#### [Work instructions]
Please reproduce, exactly and with nothing else, every line from the one containing "assert_eq!(config.oversize_policy, OversizePolicy::Reject);" through the last line of the records below.

#### [Records for this task]
//! Configuration constants and settings for the nesting engine.

use serde::{Deserialize, Serialize};

/// Floating-point comparison epsilon.
pub const EPS: f64 = 0.0001;

/// Default blade kerf in mm.
pub const DEFAULT_KERF: f64 = 3.0;

/// Default trim margin removed from nominal stock dimensions, in mm.
pub const DEFAULT_TRIM_MARGIN: f64 = 10.0;

/// Conversion factor: inch to mm.
pub const CONV_INCH_MM: f64 = 25.4;

/// Label of the standard 3x6 (saburoku) panel.
pub const LABEL_3X6: &str = "3x6";

/// Label of the standard 4x8 (shihachi) panel.
pub const LABEL_4X8: &str = "4x8";

/// Nominal 3x6 panel size in mm (width, height).
pub const NOMINAL_3X6: (f64, f64) = (1820.0, 910.0);

/// Nominal 4x8 panel size in mm (width, height).
pub const NOMINAL_4X8: (f64, f64) = (2424.0, 1212.0);

/// Unit of measurement used in job files.
#[derive(Debug, Clone, Copy, PartialEq, Eq, Default, Serialize, Deserialize)]
pub enum Unit {
    #[default]
    Millimeters,
    Inches,
}

impl Unit {
    /// Parse unit from a job file `Unit=` value.
    pub fn from_unit_str(s: &str) -> Option<Self> {
        match s.trim().to_lowercase().as_str() {
            "mm" => Some(Unit::Millimeters),
            "inch" | "in" => Some(Unit::Inches),
            _ => None,
        }
    }

    /// Get the conversion factor to convert from this unit to millimeters.
    pub fn to_mm_factor(&self) -> f64 {
        match self {
            Unit::Millimeters => 1.0,
            Unit::Inches => CONV_INCH_MM,
        }
    }
}

impl std::fmt::Display for Unit {
    fn fmt(&self, f: &mut std::fmt::Formatter<'_>) -> std::fmt::Result {
        match self {
            Unit::Millimeters => write!(f, "mm"),
            Unit::Inches => write!(f, "inch"),
        }
    }
}

/// Order in which parts are fed to the shelf packer.
#[derive(Debug, Clone, Copy, PartialEq, Eq, Default, Serialize, Deserialize)]
pub enum SortOrder {
    /// Descending by width, then by depth.
    #[default]
    WidthDepth,
    /// Descending by depth, then by width.
    DepthWidth,
    /// Keep the caller's order (user-specified priority).
    Input,
}

impl SortOrder {
    /// Parse from a job file `Sort=` value.
    pub fn from_sort_str(s: &str) -> Option<Self> {
        match s.trim().to_lowercase().as_str() {
            "width-depth" | "width" => Some(SortOrder::WidthDepth),
            "depth-width" | "depth" => Some(SortOrder::DepthWidth),
            "input" | "none" => Some(SortOrder::Input),
            _ => None,
        }
    }
}

/// What the packer does with a part that exceeds the sheet in either dimension.
#[derive(Debug, Clone, Copy, PartialEq, Eq, Default, Serialize, Deserialize)]
pub enum OversizePolicy {
    /// Refuse to pack and report every offending part.
    #[default]
    Reject,
    /// Place the part anyway; the placement overflows the sheet rectangle.
    Allow,
}

impl OversizePolicy {
    /// Parse from a job file `Oversize=` value.
    pub fn from_policy_str(s: &str) -> Option<Self> {
        match s.trim().to_lowercase().as_str() {
            "reject" => Some(OversizePolicy::Reject),
            "allow" => Some(OversizePolicy::Allow),
            _ => None,
        }
    }
}

/// Where the packer looks before opening a new row.
#[derive(Debug, Clone, Copy, PartialEq, Eq, Default, Serialize, Deserialize)]
pub enum FillOrder {
    /// Try every existing row on every sheet, then a new row on any sheet.
    #[default]
    RowsFirst,
    /// Finish each sheet (its rows, then a new row) before moving to the next.
    SheetBySheet,
}

impl FillOrder {
    /// Parse from a job file `Fill=` value.
    pub fn from_fill_str(s: &str) -> Option<Self> {
        match s.trim().to_lowercase().as_str() {
            "rows-first" => Some(FillOrder::RowsFirst),
            "sheet-by-sheet" => Some(FillOrder::SheetBySheet),
            _ => None,
        }
    }
}

/// How quantity rows are expanded into individually named parts.
#[derive(Debug, Clone, Copy, PartialEq, Eq, Default, Serialize, Deserialize)]
pub enum PartNaming {
    /// `Shelf A-1`, `Shelf A-2`, ...
    #[default]
    Indexed,
    /// Every unit keeps the row name.
    Plain,
}

impl PartNaming {
    /// Parse from a job file `Naming=` value.
    pub fn from_naming_str(s: &str) -> Option<Self> {
        match s.trim().to_lowercase().as_str() {
            "indexed" => Some(PartNaming::Indexed),
            "plain" => Some(PartNaming::Plain),
            _ => None,
        }
    }
}

/// Stock selection policy.
#[derive(Debug, Clone, PartialEq, Eq, Default, Serialize, Deserialize)]
pub enum SelectionMode {
    /// Compare all offered stock sizes and pick the cheapest.
    #[default]
    Auto,
    /// Use the stock size with this label.
    Fixed(String),
}

impl SelectionMode {
    /// Parse from a job file `Mode=` value. Anything other than `auto` is a label.
    pub fn from_mode_str(s: &str) -> Self {
        let s = s.trim();
        if s.is_empty() || s.eq_ignore_ascii_case("auto") {
            SelectionMode::Auto
        } else {
            SelectionMode::Fixed(s.to_string())
        }
    }
}

impl std::fmt::Display for SelectionMode {
    fn fmt(&self, f: &mut std::fmt::Formatter<'_>) -> std::fmt::Result {
        match self {
            SelectionMode::Auto => write!(f, "auto"),
            SelectionMode::Fixed(label) => write!(f, "fixed ({})", label),
        }
    }
}

/// Nesting run configuration.
#[derive(Debug, Clone, PartialEq, Serialize, Deserialize)]
pub struct NestConfig {
    /// Blade kerf in mm.
    pub kerf: f64,
    /// Trim margin subtracted from nominal stock dimensions, in mm.
    pub trim_margin: f64,
    /// Part ordering fed to the packer.
    pub sort_order: SortOrder,
    /// Row search order.
    pub fill_order: FillOrder,
    /// Oversized part handling.
    pub oversize_policy: OversizePolicy,
    /// Quantity expansion naming.
    pub naming: PartNaming,
    /// Stock selection policy.
    pub mode: SelectionMode,
}

impl Default for NestConfig {
    fn default() -> Self {
        Self {
            kerf: DEFAULT_KERF,
            trim_margin: DEFAULT_TRIM_MARGIN,
            sort_order: SortOrder::default(),
            fill_order: FillOrder::default(),
            oversize_policy: OversizePolicy::default(),
            naming: PartNaming::default(),
            mode: SelectionMode::default(),
        }
    }
}

impl NestConfig {
    /// Create a configuration with the given kerf and defaults elsewhere.
    pub fn with_kerf(kerf: f64) -> Self {
        Self {
            kerf,
            ..Default::default()
        }
    }
}

/// Utility functions for floating-point comparisons.
pub mod float_cmp {
    use super::EPS;

    /// Check if two floats are approximately equal.
    #[inline]
    pub fn approx_eq(a: f64, b: f64) -> bool {
        (a - b).abs() < EPS
    }

    /// Check if `needed` fits into `available` with epsilon tolerance.
    #[inline]
    pub fn fits(available: f64, needed: f64) -> bool {
        available + EPS >= needed
    }

    /// Check if a is in range [min, max] with epsilon tolerance.
    #[inline]
    pub fn in_range(a: f64, min: f64, max: f64) -> bool {
        a >= min - EPS && a <= max + EPS
    }
}

#[cfg(test)]
mod tests {
    use super::*;

    #[test]
    fn test_unit_parsing() {
        assert_eq!(Unit::from_unit_str("mm"), Some(Unit::Millimeters));
        assert_eq!(Unit::from_unit_str(" Inch "), Some(Unit::Inches));
        assert_eq!(Unit::from_unit_str("cm"), None);
        assert_eq!(Unit::Inches.to_mm_factor(), CONV_INCH_MM);
    }

    #[test]
    fn test_selection_mode_parsing() {
        assert_eq!(SelectionMode::from_mode_str("AUTO"), SelectionMode::Auto);
        assert_eq!(SelectionMode::from_mode_str(""), SelectionMode::Auto);
        assert_eq!(
            SelectionMode::from_mode_str("4x8"),
            SelectionMode::Fixed("4x8".to_string())
        );
    }

    #[test]
    fn test_sort_order_parsing() {
        assert_eq!(
            SortOrder::from_sort_str("depth-width"),
            Some(SortOrder::DepthWidth)
        );
        assert_eq!(SortOrder::from_sort_str("input"), Some(SortOrder::Input));
        assert_eq!(SortOrder::from_sort_str("area"), None);
    }

    #[test]
    fn test_default_config() {
        let config = NestConfig::default();
        assert_eq!(config.kerf, 3.0);
        assert_eq!(config.trim_margin, 10.0);
        assert_eq!(config.oversize_policy, OversizePolicy::Reject);
        assert_eq!(config.mode, SelectionMode::Auto);
    }

    #[test]
    fn test_fits_tolerance() {
        assert!(float_cmp::fits(600.0, 600.0));
        assert!(float_cmp::fits(599.99995, 600.0));
        assert!(!float_cmp::fits(599.0, 600.0));
    }
}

#### [Exercise response]
        assert_eq!(config.oversize_policy, OversizePolicy::Reject);
        assert_eq!(config.mode, SelectionMode::Auto);
    }

    #[test]
    fn test_fits_tolerance() {
        assert!(float_cmp::fits(600.0, 600.0));
        assert!(float_cmp::fits(599.99995, 600.0));
        assert!(!float_cmp::fits(599.0, 600.0));
    }
}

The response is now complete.